#### [INPUT RECORDS]
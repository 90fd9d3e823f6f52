//! Workspace lifecycle: provisioning, clean-vs-continue reset, stale
//! metadata cleanup, bounded inspection, and the path jail.
//!
//! Layout under a workspace root `W`:
//!
//! ```text
//! W/.elisa/comms/     per-task summaries        (cleaned per build + dispatch)
//! W/.elisa/context/   rolling context files     (cleaned per build + dispatch)
//! W/.elisa/status/    current-state snapshot    (cleaned per build + dispatch)
//! W/.elisa/logs/      session logs              (never cleaned)
//! W/src/  W/tests/    generated sources         (cleaned only in clean mode)
//! W/*.json            design files              (always preserved)
//! ```

use std::collections::VecDeque;
use std::path::{Path, PathBuf};

use anyhow::{anyhow, Result};
use serde::{Deserialize, Serialize};

use crate::constants::{INSPECT_MAX_NODES, META_DIR};

#[derive(Debug, Clone, Copy, PartialEq, Eq, Serialize, Deserialize)]
#[serde(rename_all = "lowercase")]
pub enum RestartMode {
    Continue,
    Clean,
}

impl Default for RestartMode {
    fn default() -> Self {
        Self::Continue
    }
}

/// Summary returned by `/api/workspace/inspect`.
#[derive(Debug, Clone, Serialize, Deserialize)]
pub struct WorkspaceInspection {
    pub exists: bool,
    pub is_empty: bool,
    pub file_count: usize,
    pub src_file_count: usize,
    pub test_file_count: usize,
    pub has_git: bool,
    pub top_files: Vec<String>,
}

const METADATA_SUBDIRS: [&str; 3] = ["comms", "context", "status"];
const TOP_FILES_LIMIT: usize = 20;

pub struct WorkspaceManager {
    root: PathBuf,
}

impl WorkspaceManager {
    pub fn new(root: impl Into<PathBuf>) -> Self {
        Self { root: root.into() }
    }

    pub fn root(&self) -> &Path {
        &self.root
    }

    pub fn comms_dir(&self) -> PathBuf {
        self.root.join(META_DIR).join("comms")
    }

    pub fn context_dir(&self) -> PathBuf {
        self.root.join(META_DIR).join("context")
    }

    pub fn status_dir(&self) -> PathBuf {
        self.root.join(META_DIR).join("status")
    }

    pub fn logs_dir(&self) -> PathBuf {
        self.root.join(META_DIR).join("logs")
    }

    pub fn session_log_path(&self, session_id: &str) -> PathBuf {
        self.logs_dir().join(format!("session-{}.log", session_id))
    }

    /// Create the workspace skeleton. Returns true when the root directory
    /// did not exist before this call.
    pub async fn provision(&self) -> Result<bool> {
        let created = !self.root.exists();
        for dir in [
            self.comms_dir(),
            self.context_dir(),
            self.status_dir(),
            self.logs_dir(),
            self.root.join("src"),
            self.root.join("tests"),
        ] {
            tokio::fs::create_dir_all(&dir).await?;
        }
        Ok(created)
    }

    /// Apply the restart mode. `Continue` preserves everything; `Clean`
    /// empties `src/`, `tests/` and the three metadata directories while
    /// preserving `logs/` and the design files. Returns the entries removed.
    pub async fn reset(&self, mode: RestartMode) -> Result<Vec<String>> {
        if mode == RestartMode::Continue {
            return Ok(Vec::new());
        }

        let mut removed = Vec::new();
        for name in ["src", "tests"] {
            let dir = self.root.join(name);
            if dir.exists() {
                tokio::fs::remove_dir_all(&dir).await?;
                removed.push(name.to_string());
            }
            tokio::fs::create_dir_all(&dir).await?;
        }
        for name in METADATA_SUBDIRS {
            let dir = self.root.join(META_DIR).join(name);
            if dir.exists() {
                tokio::fs::remove_dir_all(&dir).await?;
                removed.push(format!("{}/{}", META_DIR, name));
            }
            tokio::fs::create_dir_all(&dir).await?;
        }
        Ok(removed)
    }

    /// Remove everything under `comms/`, `context/` and `status/` and
    /// recreate the directories. Runs before each build and again before
    /// each agent dispatch; never touches logs, sources or design files.
    pub async fn stale_clean(&self) -> Result<()> {
        for name in METADATA_SUBDIRS {
            let dir = self.root.join(META_DIR).join(name);
            if dir.exists() {
                tokio::fs::remove_dir_all(&dir).await?;
            }
            tokio::fs::create_dir_all(&dir).await?;
        }
        Ok(())
    }

    /// Resolve a path argument against the workspace jail. The resolved
    /// path must stay inside the root; traversal and symlink escapes fail
    /// with a `PATH_ESCAPE` error.
    pub fn resolve(&self, candidate: &str) -> Result<PathBuf> {
        resolve_inside(&self.root, candidate)
            .map_err(|reason| anyhow!("PATH_ESCAPE: {}", reason))
    }

}

/// Jail resolution shared with the tool sandbox. Relative paths resolve
/// against `root`; the nearest existing ancestor is canonicalized so that
/// not-yet-created files can still be validated. Returns the reason string
/// on failure so callers can phrase their own error.
pub fn resolve_inside(root: &Path, candidate: &str) -> Result<PathBuf, String> {
    let resolved = {
        let p = PathBuf::from(candidate);
        if p.is_absolute() {
            p
        } else {
            root.join(p)
        }
    };

    for component in resolved.components() {
        if matches!(component, std::path::Component::ParentDir) {
            return Err("path traversal (..) not allowed".into());
        }
    }

    let canonical_root = root
        .canonicalize()
        .map_err(|e| format!("workspace root unavailable: {}", e))?;

    if resolved.exists() {
        let canonical = resolved
            .canonicalize()
            .map_err(|e| format!("cannot resolve path: {}", e))?;
        if !canonical.starts_with(&canonical_root) {
            return Err(format!("path {} escapes working directory", candidate));
        }
        return Ok(canonical);
    }

    // Walk up to the nearest existing ancestor, canonicalize it, then
    // re-append the missing components.
    let mut base = resolved.clone();
    let mut suffix: Vec<std::ffi::OsString> = Vec::new();
    while !base.exists() {
        match base.file_name() {
            Some(name) => suffix.push(name.to_owned()),
            None => break,
        }
        if !base.pop() {
            break;
        }
    }

    let canonical_base = if base.as_os_str().is_empty() || !base.exists() {
        canonical_root.clone()
    } else {
        base.canonicalize()
            .map_err(|e| format!("cannot resolve path: {}", e))?
    };

    if !canonical_base.starts_with(&canonical_root) {
        return Err(format!("path {} escapes working directory", candidate));
    }

    let mut final_path = canonical_base;
    for component in suffix.into_iter().rev() {
        final_path.push(component);
    }
    Ok(final_path)
}

/// Summarize a directory without descending more than `INSPECT_MAX_NODES`
/// entries. Skips `.git`, `node_modules` and anything starting with
/// `.elisa`.
pub fn inspect(path: &Path) -> WorkspaceInspection {
    if !path.exists() {
        return WorkspaceInspection {
            exists: false,
            is_empty: true,
            file_count: 0,
            src_file_count: 0,
            test_file_count: 0,
            has_git: false,
            top_files: Vec::new(),
        };
    }

    let src_root = path.join("src");
    let tests_root = path.join("tests");

    let mut file_count = 0usize;
    let mut src_file_count = 0usize;
    let mut test_file_count = 0usize;
    let mut top_files = Vec::new();
    let mut visited = 0usize;

    let mut queue: VecDeque<PathBuf> = VecDeque::from([path.to_path_buf()]);
    while let Some(dir) = queue.pop_front() {
        let entries = match std::fs::read_dir(&dir) {
            Ok(entries) => entries,
            Err(_) => continue,
        };
        for entry in entries.flatten() {
            visited += 1;
            if visited > INSPECT_MAX_NODES {
                queue.clear();
                break;
            }

            let entry_path = entry.path();
            let name = entry.file_name().to_string_lossy().into_owned();
            if name == ".git" || name == "node_modules" || name.starts_with(META_DIR) {
                continue;
            }

            if dir == path && top_files.len() < TOP_FILES_LIMIT {
                top_files.push(name);
            }

            if entry_path.is_dir() {
                queue.push_back(entry_path);
            } else {
                file_count += 1;
                if entry_path.starts_with(&src_root) {
                    src_file_count += 1;
                } else if entry_path.starts_with(&tests_root) {
                    test_file_count += 1;
                }
            }
        }
    }

    WorkspaceInspection {
        exists: true,
        is_empty: file_count == 0 && top_files.is_empty(),
        file_count,
        src_file_count,
        test_file_count,
        has_git: path.join(".git").exists(),
        top_files,
    }
}

#[cfg(test)]
mod tests {
    use super::*;
    use tempfile::tempdir;

    #[tokio::test]
    async fn provision_creates_skeleton() {
        let tmp = tempdir().unwrap();
        let ws = WorkspaceManager::new(tmp.path().join("project"));

        assert!(ws.provision().await.unwrap());
        assert!(ws.comms_dir().is_dir());
        assert!(ws.logs_dir().is_dir());
        assert!(ws.root().join("src").is_dir());

        // Second call is a no-op on an existing root.
        assert!(!ws.provision().await.unwrap());
    }

    #[tokio::test]
    async fn clean_reset_preserves_logs_and_design_files() {
        let tmp = tempdir().unwrap();
        let ws = WorkspaceManager::new(tmp.path().join("project"));
        ws.provision().await.unwrap();

        tokio::fs::write(ws.root().join("src/main.py"), "print(1)")
            .await
            .unwrap();
        tokio::fs::write(ws.root().join("workspace.json"), "{}")
            .await
            .unwrap();
        tokio::fs::write(ws.logs_dir().join("session-x.log"), "line")
            .await
            .unwrap();
        tokio::fs::write(ws.comms_dir().join("t1_summary.md"), "sum")
            .await
            .unwrap();

        let removed = ws.reset(RestartMode::Clean).await.unwrap();
        assert!(removed.contains(&"src".to_string()));

        assert!(!ws.root().join("src/main.py").exists());
        assert!(!ws.comms_dir().join("t1_summary.md").exists());
        assert!(ws.root().join("workspace.json").exists());
        assert!(ws.logs_dir().join("session-x.log").exists());
        // Directories themselves are recreated empty.
        assert!(ws.root().join("src").is_dir());
        assert!(ws.comms_dir().is_dir());
    }

    #[tokio::test]
    async fn continue_reset_preserves_everything() {
        let tmp = tempdir().unwrap();
        let ws = WorkspaceManager::new(tmp.path().join("project"));
        ws.provision().await.unwrap();
        tokio::fs::write(ws.root().join("src/app.js"), "x")
            .await
            .unwrap();

        let removed = ws.reset(RestartMode::Continue).await.unwrap();
        assert!(removed.is_empty());
        assert!(ws.root().join("src/app.js").exists());
    }

    #[tokio::test]
    async fn stale_clean_empties_metadata_only() {
        let tmp = tempdir().unwrap();
        let ws = WorkspaceManager::new(tmp.path().join("project"));
        ws.provision().await.unwrap();

        tokio::fs::write(ws.comms_dir().join("t1_summary.md"), "s")
            .await
            .unwrap();
        tokio::fs::write(ws.root().join("src/app.js"), "x")
            .await
            .unwrap();

        ws.stale_clean().await.unwrap();
        assert!(!ws.comms_dir().join("t1_summary.md").exists());
        assert!(ws.comms_dir().is_dir());
        assert!(ws.root().join("src/app.js").exists());
    }

    #[tokio::test]
    async fn jail_rejects_escapes() {
        let tmp = tempdir().unwrap();
        let ws = WorkspaceManager::new(tmp.path().join("project"));
        ws.provision().await.unwrap();

        let err = ws.resolve("../outside.txt").unwrap_err();
        assert!(err.to_string().contains("PATH_ESCAPE"));

        let ok = ws.resolve("src/new_file.py").unwrap();
        assert!(ok.starts_with(tmp.path().canonicalize().unwrap()));
    }

    #[test]
    fn inspect_skips_git_and_metadata() {
        let tmp = tempdir().unwrap();
        let root = tmp.path();
        std::fs::create_dir_all(root.join("src")).unwrap();
        std::fs::create_dir_all(root.join(".git")).unwrap();
        std::fs::create_dir_all(root.join(".elisa/logs")).unwrap();
        std::fs::write(root.join("src/main.py"), "x").unwrap();
        std::fs::write(root.join(".elisa/logs/a.log"), "x").unwrap();

        let report = inspect(root);
        assert!(report.exists);
        assert!(report.has_git);
        assert_eq!(report.file_count, 1);
        assert_eq!(report.src_file_count, 1);
        assert!(!report.top_files.iter().any(|f| f.starts_with(".elisa")));
    }

    #[test]
    fn inspect_missing_path() {
        let report = inspect(Path::new("/definitely/not/here"));
        assert!(!report.exists);
        assert!(report.is_empty);
    }
}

#### [WORK TO BE COMPLETED]
In the preceding records, how many lines include the word "visited"? Reply with the number only.

#### [ANSWER SPACE]
3